Tile will now require anyone who wants to enable anti-theft mode to verify themselves with multi-factor authentication, including biometrics, and their government-issued ID. It also says its technology can detect fake IDs. Once complete, Anti-Theft Mode can be enabled on users’ devices. The company says requiring users to register their accounts with an ID removes the anonymity associated with trackers, which deters stalkers and abusers from using these devices in this way.
Additionally, the new terms of service allow Tile to sue anyone convicted in court of harassing using its trackers. The identity verification process makes prosecution easier, he says, and it also acts as a deterrent. He says he would sue for a $1 million fine (of course, that’s up to the courts to decide). The company explains that legal action is expensive, but there are so few cases of harassment with Tile devices that it decided it would be willing to take it on. The threat of a fine would also have a deterrent effect, Tile believes.

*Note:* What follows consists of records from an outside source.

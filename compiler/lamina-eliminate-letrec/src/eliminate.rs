//! Lowering of `l3` terms into `l2` terms, by rewriting every `letrec` into
//! a `let` that goes through explicitly allocated cells.
//!
//! For a group `(letrec ([n1 e1] ... [nk ek]) body)`, the lowered `let`
//! binds, in order:
//!
//! 1. a fresh one cell block for every `ni`,
//! 2. the store of each lowered `ei` into the cell of `ni`,
//! 3. every `ni` to a load from its cell,
//!
//! and then continues with the lowered `body`. Within every `ei` and within
//! `body`, a reference to any `nj` is lowered to `(load nj 0)`. The cell
//! names only appear in the bindings of the lowered `let`. A right-hand side
//! that is evaluated before the binders are loaded observes an unbound or
//! uninitialised value, so recursive references must be deferred, i.e.
//! occur within a function body.
use lamina_ir::{Identifier, l2, l3};
use lamina_utils::{scoping::ScopeStack, stack::ensure_sufficient_stack};

use crate::fresh::{CellNames, NameGenerator};

/// How a name that is in scope is reached in the lowered program.
#[derive(Debug, Clone, Copy, PartialEq, Eq)]
pub enum Binding {
    /// The name is bound directly to its value.
    Direct,

    /// The name was introduced by an enclosing `letrec` and is loaded
    /// whenever it is referenced.
    Indirect,
}

pub type Context = ScopeStack<Identifier, Binding>;

/// Lowers `l3` terms into `l2` terms.
///
/// The eliminator expects terms that passed scope checking. A reference to a
/// name that is not in the context is passed through unchanged.
#[derive(Debug, Default)]
pub struct LetrecEliminator {
    context: Context,
    names: NameGenerator,
    eliminated_groups: usize,
}

impl LetrecEliminator {
    pub fn new() -> Self {
        Self::default()
    }

    /// Create an eliminator which starts with `context`.
    pub fn with_context(context: Context) -> Self {
        Self { context, ..Self::default() }
    }

    /// The number of `letrec` groups that have been eliminated so far.
    pub fn eliminated_groups(&self) -> usize {
        self.eliminated_groups
    }

    /// The number of cells that have been introduced so far.
    pub fn introduced_cells(&self) -> usize {
        self.names.count()
    }

    /// Lower a program. The body is lowered without any indirect names, the
    /// parameters are kept as they are.
    pub fn eliminate_program(&mut self, program: &l3::Program) -> l2::Program {
        let outer = std::mem::take(&mut self.context);
        let body = self.eliminate_term(&program.body);
        self.context = outer;

        l2::Program { parameters: program.parameters.clone(), body }
    }

    pub fn eliminate_term(&mut self, term: &l3::Term) -> l2::Term {
        ensure_sufficient_stack(|| match term {
            l3::Term::Let { bindings, body } => {
                let bindings = bindings
                    .iter()
                    .map(|(name, value)| (*name, self.eliminate_term(value)))
                    .collect::<l2::Bindings>();

                let direct = bindings.iter().map(|(name, _)| (*name, Binding::Direct));
                let body = self.in_scope(direct, |this| this.eliminate_term(body));

                l2::Term::Let { bindings, body: Box::new(body) }
            }
            l3::Term::LetRec { bindings, body } => self.eliminate_group(bindings, body),
            l3::Term::Reference { name } => match self.context.lookup(*name) {
                Some(Binding::Indirect) => l2::Term::load(l2::Term::reference(*name), 0),
                Some(Binding::Direct) | None => l2::Term::reference(*name),
            },
            l3::Term::Abstract { parameters, body } => {
                let direct = parameters.iter().map(|name| (*name, Binding::Direct));
                let body = self.in_scope(direct, |this| this.eliminate_term(body));

                l2::Term::Abstract { parameters: parameters.clone(), body: Box::new(body) }
            }
            l3::Term::Apply { target, arguments } => {
                let target = self.eliminate_term(target);
                let arguments = arguments
                    .iter()
                    .map(|argument| self.eliminate_term(argument))
                    .collect::<Vec<_>>();

                l2::Term::apply(target, arguments)
            }
            l3::Term::Immediate { value } => l2::Term::immediate(*value),
            l3::Term::Primitive { operator, left, right } => {
                let left = self.eliminate_term(left);
                let right = self.eliminate_term(right);

                l2::Term::primitive(*operator, left, right)
            }
            l3::Term::Branch { operator, left, right, consequent, otherwise } => {
                let left = self.eliminate_term(left);
                let right = self.eliminate_term(right);
                let consequent = self.eliminate_term(consequent);
                let otherwise = self.eliminate_term(otherwise);

                l2::Term::branch(*operator, left, right, consequent, otherwise)
            }
            l3::Term::Allocate { count } => l2::Term::Allocate { count: *count },
            l3::Term::Load { base, index } => l2::Term::load(self.eliminate_term(base), *index),
            l3::Term::Store { base, index, value } => {
                let base = self.eliminate_term(base);
                let value = self.eliminate_term(value);

                l2::Term::store(base, *index, value)
            }
            l3::Term::Begin { effects, value } => {
                let effects =
                    effects.iter().map(|effect| self.eliminate_term(effect)).collect::<Vec<_>>();
                let value = self.eliminate_term(value);

                l2::Term::begin(effects, value)
            }
        })
    }

    fn eliminate_group(&mut self, bindings: &l3::Bindings, body: &l3::Term) -> l2::Term {
        let cells: Vec<CellNames> =
            bindings.iter().map(|(name, _)| self.names.cell_names(*name)).collect();
        let indirect = cells.iter().map(|names| (names.binder, Binding::Indirect));

        let (stores, body) = self.in_scope(indirect, |this| {
            let stores = bindings
                .iter()
                .zip(&cells)
                .map(|((_, value), names)| {
                    let value = this.eliminate_term(value);
                    (names.store, l2::Term::store(l2::Term::reference(names.cell), 0, value))
                })
                .collect::<Vec<_>>();

            (stores, this.eliminate_term(body))
        });

        self.eliminated_groups += 1;
        log::trace!("eliminated letrec group of {} binder(s)", cells.len());

        let allocations = cells.iter().map(|names| (names.cell, l2::Term::Allocate { count: 1 }));
        let loads = cells
            .iter()
            .map(|names| (names.binder, l2::Term::load(l2::Term::reference(names.cell), 0)));

        l2::Term::Let {
            bindings: allocations.chain(stores).chain(loads).collect(),
            body: Box::new(body),
        }
    }

    /// Run `f` with `members` as the innermost scope.
    fn in_scope<T>(
        &mut self,
        members: impl IntoIterator<Item = (Identifier, Binding)>,
        f: impl FnOnce(&mut Self) -> T,
    ) -> T {
        self.context.add_scope(members);
        let result = f(self);
        self.context.remove_scope();
        result
    }
}

/// Lower a complete program.
pub fn eliminate_letrec_program(program: &l3::Program) -> l2::Program {
    LetrecEliminator::new().eliminate_program(program)
}

/// Lower `term`, where the names in `context` are reached as recorded.
pub fn eliminate_letrec_term(term: &l3::Term, context: Context) -> l2::Term {
    LetrecEliminator::with_context(context).eliminate_term(term)
}
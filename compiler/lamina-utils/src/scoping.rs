//! A stack of lexical scopes.
//!
//! Each scope is an ordered list of members, where a member is a symbol
//! paired with a value. Lookups walk the scopes from the innermost to the
//! outermost, so a member of an inner scope shadows any member of an outer
//! scope with the same symbol. Leaving a scope restores exactly the view
//! that existed before it was entered, which is what gives sibling
//! sub-terms independent views of the context.
use std::fmt::Debug;

/// A single scope within a [ScopeStack].
#[derive(Debug, Clone)]
pub struct Scope<S, V> {
    members: Vec<(S, V)>,
}

impl<S: PartialEq + Copy, V> Scope<S, V> {
    /// Find the last member that is named `symbol`.
    pub fn get(&self, symbol: S) -> Option<&V> {
        self.members.iter().rev().find(|(member, _)| *member == symbol).map(|(_, value)| value)
    }

    /// The number of members within the scope.
    pub fn len(&self) -> usize {
        self.members.len()
    }

    pub fn is_empty(&self) -> bool {
        self.members.is_empty()
    }
}

/// A stack of [Scope]s.
#[derive(Debug, Clone)]
pub struct ScopeStack<S, V> {
    scopes: Vec<Scope<S, V>>,
}

impl<S, V> Default for ScopeStack<S, V> {
    fn default() -> Self {
        Self { scopes: Vec::new() }
    }
}

impl<S: PartialEq + Copy + Debug, V: Debug> ScopeStack<S, V> {
    /// Create an empty [ScopeStack].
    pub fn new() -> Self {
        Self::default()
    }

    /// Create a [ScopeStack] with a single root scope made of the given
    /// members.
    pub fn with_root(members: impl IntoIterator<Item = (S, V)>) -> Self {
        let mut stack = Self::new();
        stack.add_scope(members);
        stack
    }

    /// Push a new innermost scope.
    pub fn add_scope(&mut self, members: impl IntoIterator<Item = (S, V)>) {
        self.scopes.push(Scope { members: members.into_iter().collect() });
    }

    /// Pop the innermost scope.
    ///
    /// Panics if there is no scope to remove, since that means that scope
    /// entries and exits are unbalanced.
    pub fn remove_scope(&mut self) -> Scope<S, V> {
        self.scopes.pop().expect("attempted to leave a scope that was never entered")
    }

    /// Run `f` with an additional innermost scope made of `members`, which is
    /// removed again once `f` returns.
    pub fn enter<T>(
        &mut self,
        members: impl IntoIterator<Item = (S, V)>,
        f: impl FnOnce(&mut Self) -> T,
    ) -> T {
        self.add_scope(members);
        let result = f(self);
        self.remove_scope();
        result
    }

    /// Find the innermost member named `symbol`.
    pub fn lookup(&self, symbol: S) -> Option<&V> {
        self.scopes.iter().rev().find_map(|scope| scope.get(symbol))
    }

    /// Check whether any scope contains a member named `symbol`.
    pub fn contains(&self, symbol: S) -> bool {
        self.lookup(symbol).is_some()
    }

    /// The number of scopes currently on the stack.
    pub fn depth(&self) -> usize {
        self.scopes.len()
    }
}
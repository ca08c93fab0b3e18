//! Settings and configurations that can be applied to the compiler pipeline.
use std::{fmt::Display, path::PathBuf};

use clap::ValueEnum;

/// Various settings that are present on the compiler pipeline when initially
/// launching.
#[derive(Debug, Clone)]
pub struct CompilerSettings {
    /// An optionally specified entry point for the compiler.
    pub entry_point: Option<PathBuf>,

    /// Whether debugging log statements are enabled.
    pub debug: bool,

    /// Print metrics about each stage when the entire pipeline has completed.
    pub output_metrics: bool,

    /// Whether to output the result of each stage.
    pub output_stage_results: bool,

    /// Whether the pipeline should write errors and warnings to the error
    /// stream, rather than leaving them to the caller.
    pub emit_errors: bool,

    /// How stage results are printed.
    pub dump_mode: DumpMode,

    /// The last stage that the compiler should run.
    pub stage: CompilerStageKind,
}

impl CompilerSettings {
    /// Create a new [CompilerSettings] with the given entry point.
    pub fn new(entry_point: impl Into<PathBuf>) -> Self {
        Self { entry_point: Some(entry_point.into()), ..Default::default() }
    }

    /// Specify whether the compiler should emit errors to the error stream,
    /// or if they should be handled by the caller.
    pub fn set_emit_errors(&mut self, value: bool) {
        self.emit_errors = value;
    }

    /// Specify the [CompilerStageKind] the compiler should run to.
    pub fn set_stage(&mut self, stage: CompilerStageKind) {
        self.stage = stage;
    }
}

impl Default for CompilerSettings {
    fn default() -> Self {
        Self {
            entry_point: None,
            debug: false,
            output_metrics: false,
            output_stage_results: false,
            emit_errors: true,
            dump_mode: DumpMode::default(),
            stage: CompilerStageKind::default(),
        }
    }
}

/// How IR is printed when a stage emits its result.
#[derive(Debug, Clone, Copy, PartialEq, Eq, Default, ValueEnum)]
pub enum DumpMode {
    /// Print the IR in its concrete syntax.
    #[default]
    Pretty,

    /// Print the IR as a tree.
    Tree,
}

/// The stages of the pipeline, in the order that they run.
#[derive(Debug, Clone, Copy, PartialEq, Eq, PartialOrd, Ord, Hash, Default)]
pub enum CompilerStageKind {
    /// Parse the source into an `l3` program.
    Parse,

    /// Check that every reference is bound, and that no binder list
    /// declares a name twice.
    ScopeCheck,

    /// Lower the `l3` program into `l2` by eliminating recursive bindings.
    EliminateLetrec,

    /// Run every stage of the pipeline.
    #[default]
    Full,
}

impl Display for CompilerStageKind {
    fn fmt(&self, f: &mut std::fmt::Formatter<'_>) -> std::fmt::Result {
        match self {
            CompilerStageKind::Parse => write!(f, "parsing"),
            CompilerStageKind::ScopeCheck => write!(f, "scope checking"),
            CompilerStageKind::EliminateLetrec => write!(f, "letrec elimination"),
            CompilerStageKind::Full => write!(f, "full"),
        }
    }
}
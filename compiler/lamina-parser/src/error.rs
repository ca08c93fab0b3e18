//! Errors that occur whilst parsing a source.
use lamina_reporting::{
    error_codes::ErrorCode,
    report::{LineColumn, Report, ReportKind, ReportLocation},
};
use lamina_source::SourceId;
use pest::error::{Error as PestError, LineColLocation};
use thiserror::Error;

use crate::grammar::Rule;

pub type ParseResult<T> = Result<T, ParseError>;

/// A failure to parse a source, with the position at which parsing stopped.
#[derive(Debug, Clone, PartialEq, Eq, Error)]
#[error("{message} at {}:{}", position.line, position.column)]
pub struct ParseError {
    pub message: String,
    pub position: LineColumn,
}

impl ParseError {
    /// Convert the error into a [Report] that points into `source`.
    pub fn into_report(self, source: SourceId) -> Report {
        let mut report = Report::new();
        report
            .kind(ReportKind::Error)
            .code(ErrorCode::ParseFailure)
            .title(self.message)
            .location(ReportLocation { source, position: Some(self.position) });

        report
    }
}

impl From<PestError<Rule>> for ParseError {
    fn from(error: PestError<Rule>) -> Self {
        let error = error.renamed_rules(Rule::readable_name);
        let (line, column) = match error.line_col {
            LineColLocation::Pos(position) => position,
            LineColLocation::Span(start, _) => start,
        };

        Self { message: error.variant.message().into_owned(), position: LineColumn { line, column } }
    }
}
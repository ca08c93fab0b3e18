//! Conversion of the pest parse tree into `l3` terms.
use lamina_ir::{
    Identifier,
    l3::{Bindings, Program, Term},
    ops::{ComparisonOp, PrimitiveOp},
};
use lamina_reporting::report::LineColumn;
use lamina_utils::stack::ensure_sufficient_stack;

use crate::{
    error::{ParseError, ParseResult},
    grammar::{LaminaPair, LaminaPairs, Rule},
};

/// Take the next component of a rule. The grammar fixes the number of
/// components that each rule produces, so running out is a bug.
fn next_component<'i>(components: &mut LaminaPairs<'i>) -> LaminaPair<'i> {
    components.next().expect("grammar produced fewer components than expected")
}

/// Skip the leading keyword of a keyword form.
fn skip_keyword(components: &mut LaminaPairs<'_>) {
    let keyword = next_component(components);
    debug_assert!(matches!(
        keyword.as_rule(),
        Rule::kw_l3
            | Rule::kw_let
            | Rule::kw_letrec
            | Rule::kw_ref
            | Rule::kw_lambda
            | Rule::kw_if
            | Rule::kw_allocate
            | Rule::kw_load
            | Rule::kw_store
            | Rule::kw_begin
    ));
}

/// Create an error that points at the start of `pair`.
fn error_at(pair: &LaminaPair<'_>, message: String) -> ParseError {
    let (line, column) = pair.as_span().start_pos().line_col();
    ParseError { message, position: LineColumn { line, column } }
}

pub(crate) struct PestTermBuilder;

impl PestTermBuilder {
    pub(crate) fn transform_program(&self, pair: LaminaPair<'_>) -> ParseResult<Program> {
        match pair.as_rule() {
            Rule::program => {
                let mut components = pair.into_inner();
                skip_keyword(&mut components);

                let parameters = self.transform_parameters(next_component(&mut components));
                let body = self.transform_term(next_component(&mut components))?;

                Ok(Program { parameters, body })
            }
            k => panic!("unexpected rule within program: {k:?}"),
        }
    }

    pub(crate) fn transform_standalone_term(&self, pair: LaminaPair<'_>) -> ParseResult<Term> {
        match pair.as_rule() {
            Rule::standalone_term => self.transform_term(next_component(&mut pair.into_inner())),
            k => panic!("unexpected rule within standalone_term: {k:?}"),
        }
    }

    fn transform_name(&self, pair: LaminaPair<'_>) -> Identifier {
        match pair.as_rule() {
            Rule::identifier => Identifier::from(pair.as_str()),
            k => panic!("unexpected rule within identifier: {k:?}"),
        }
    }

    fn transform_parameters(&self, pair: LaminaPair<'_>) -> Vec<Identifier> {
        match pair.as_rule() {
            Rule::parameters => pair.into_inner().map(|p| self.transform_name(p)).collect(),
            k => panic!("unexpected rule within parameters: {k:?}"),
        }
    }

    fn transform_bindings(&self, pair: LaminaPair<'_>) -> ParseResult<Bindings> {
        match pair.as_rule() {
            Rule::bindings => pair
                .into_inner()
                .map(|binding| {
                    let mut components = binding.into_inner();
                    let name = self.transform_name(next_component(&mut components));
                    let value = self.transform_term(next_component(&mut components))?;

                    Ok((name, value))
                })
                .collect(),
            k => panic!("unexpected rule within bindings: {k:?}"),
        }
    }

    fn transform_index(&self, pair: LaminaPair<'_>) -> ParseResult<usize> {
        pair.as_str()
            .parse()
            .map_err(|_| error_at(&pair, format!("index `{}` is too large", pair.as_str())))
    }

    fn transform_terms(&self, pairs: LaminaPairs<'_>) -> ParseResult<Vec<Term>> {
        pairs.map(|pair| self.transform_term(pair)).collect()
    }

    fn transform_term(&self, pair: LaminaPair<'_>) -> ParseResult<Term> {
        ensure_sufficient_stack(|| self.transform_term_inner(pair))
    }

    fn transform_term_inner(&self, pair: LaminaPair<'_>) -> ParseResult<Term> {
        match pair.as_rule() {
            Rule::let_term | Rule::letrec_term => {
                let recursive = pair.as_rule() == Rule::letrec_term;
                let mut components = pair.into_inner();
                skip_keyword(&mut components);

                let bindings = self.transform_bindings(next_component(&mut components))?;
                let body = Box::new(self.transform_term(next_component(&mut components))?);

                Ok(if recursive { Term::LetRec { bindings, body } } else { Term::Let { bindings, body } })
            }
            Rule::reference => {
                let mut components = pair.into_inner();
                skip_keyword(&mut components);

                Ok(Term::Reference { name: self.transform_name(next_component(&mut components)) })
            }
            Rule::identifier => Ok(Term::Reference { name: self.transform_name(pair) }),
            Rule::integer => {
                let value = pair.as_str().parse().map_err(|_| {
                    error_at(&pair, format!("integer `{}` does not fit in 64 bits", pair.as_str()))
                })?;

                Ok(Term::Immediate { value })
            }
            Rule::abstract_term => {
                let mut components = pair.into_inner();
                skip_keyword(&mut components);

                let parameters = self.transform_parameters(next_component(&mut components));
                let body = self.transform_term(next_component(&mut components))?;

                Ok(Term::Abstract { parameters, body: Box::new(body) })
            }
            Rule::primitive => {
                let mut components = pair.into_inner();

                let operator = match next_component(&mut components).as_str() {
                    "+" => PrimitiveOp::Add,
                    "-" => PrimitiveOp::Sub,
                    "*" => PrimitiveOp::Mul,
                    k => panic!("unexpected primitive operator: {k}"),
                };
                let left = self.transform_term(next_component(&mut components))?;
                let right = self.transform_term(next_component(&mut components))?;

                Ok(Term::primitive(operator, left, right))
            }
            Rule::branch => {
                let mut components = pair.into_inner();
                skip_keyword(&mut components);

                let operator = match next_component(&mut components).as_str() {
                    "<" => ComparisonOp::Lt,
                    "==" => ComparisonOp::Eq,
                    k => panic!("unexpected comparison operator: {k}"),
                };
                let left = self.transform_term(next_component(&mut components))?;
                let right = self.transform_term(next_component(&mut components))?;
                let consequent = self.transform_term(next_component(&mut components))?;
                let otherwise = self.transform_term(next_component(&mut components))?;

                Ok(Term::branch(operator, left, right, consequent, otherwise))
            }
            Rule::allocate => {
                let mut components = pair.into_inner();
                skip_keyword(&mut components);

                Ok(Term::Allocate { count: self.transform_index(next_component(&mut components))? })
            }
            Rule::load => {
                let mut components = pair.into_inner();
                skip_keyword(&mut components);

                let base = self.transform_term(next_component(&mut components))?;
                let index = self.transform_index(next_component(&mut components))?;

                Ok(Term::load(base, index))
            }
            Rule::store => {
                let mut components = pair.into_inner();
                skip_keyword(&mut components);

                let base = self.transform_term(next_component(&mut components))?;
                let index = self.transform_index(next_component(&mut components))?;
                let value = self.transform_term(next_component(&mut components))?;

                Ok(Term::store(base, index, value))
            }
            Rule::begin => {
                let mut components = pair.into_inner();
                skip_keyword(&mut components);

                let mut effects = self.transform_terms(components)?;
                let value = effects.pop().expect("grammar requires `begin` to have a value");

                Ok(Term::begin(effects, value))
            }
            Rule::apply => {
                let mut components = pair.into_inner();

                let target = self.transform_term(next_component(&mut components))?;
                let arguments = self.transform_terms(components)?;

                Ok(Term::apply(target, arguments))
            }
            k => panic!("unexpected rule within term: {k:?}"),
        }
    }
}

Announcing the news, Tile calls Apple’s technology “insufficient protection” for victims and says proactive alerts sent by Apple make AirTag trackers easier to find by anyone, including thieves, in the world. purpose of disparaging Apple’s product. But in trying to balance consumer demand with security protections, it is positioning itself as a pro-law enforcement company as both a marketing ploy and a deterrent, at a time when people’s trust in the law enforcement is at an all time low. It is not clear that consumers will react well to this, even if they are not criminals.
Combined, the changes appear as an overcorrection from Tile. Until recently, Tile may have looked like a viable alternative for criminals given that it had no anti-harassment security technology at all until last March, and even then its tools weren’t as complete as those provided by Apple. Instead, Tile’s Scan and Secure technology designed to detect unknown trackers traveling with a person lacked accuracy, its scans took longer and had to be triggered manually. It did not send proactive alerts about trackers traveling with you.
But instead of implementing similar technology upgrades to compete with Apple, Tile demands more personal data from users and issues threats.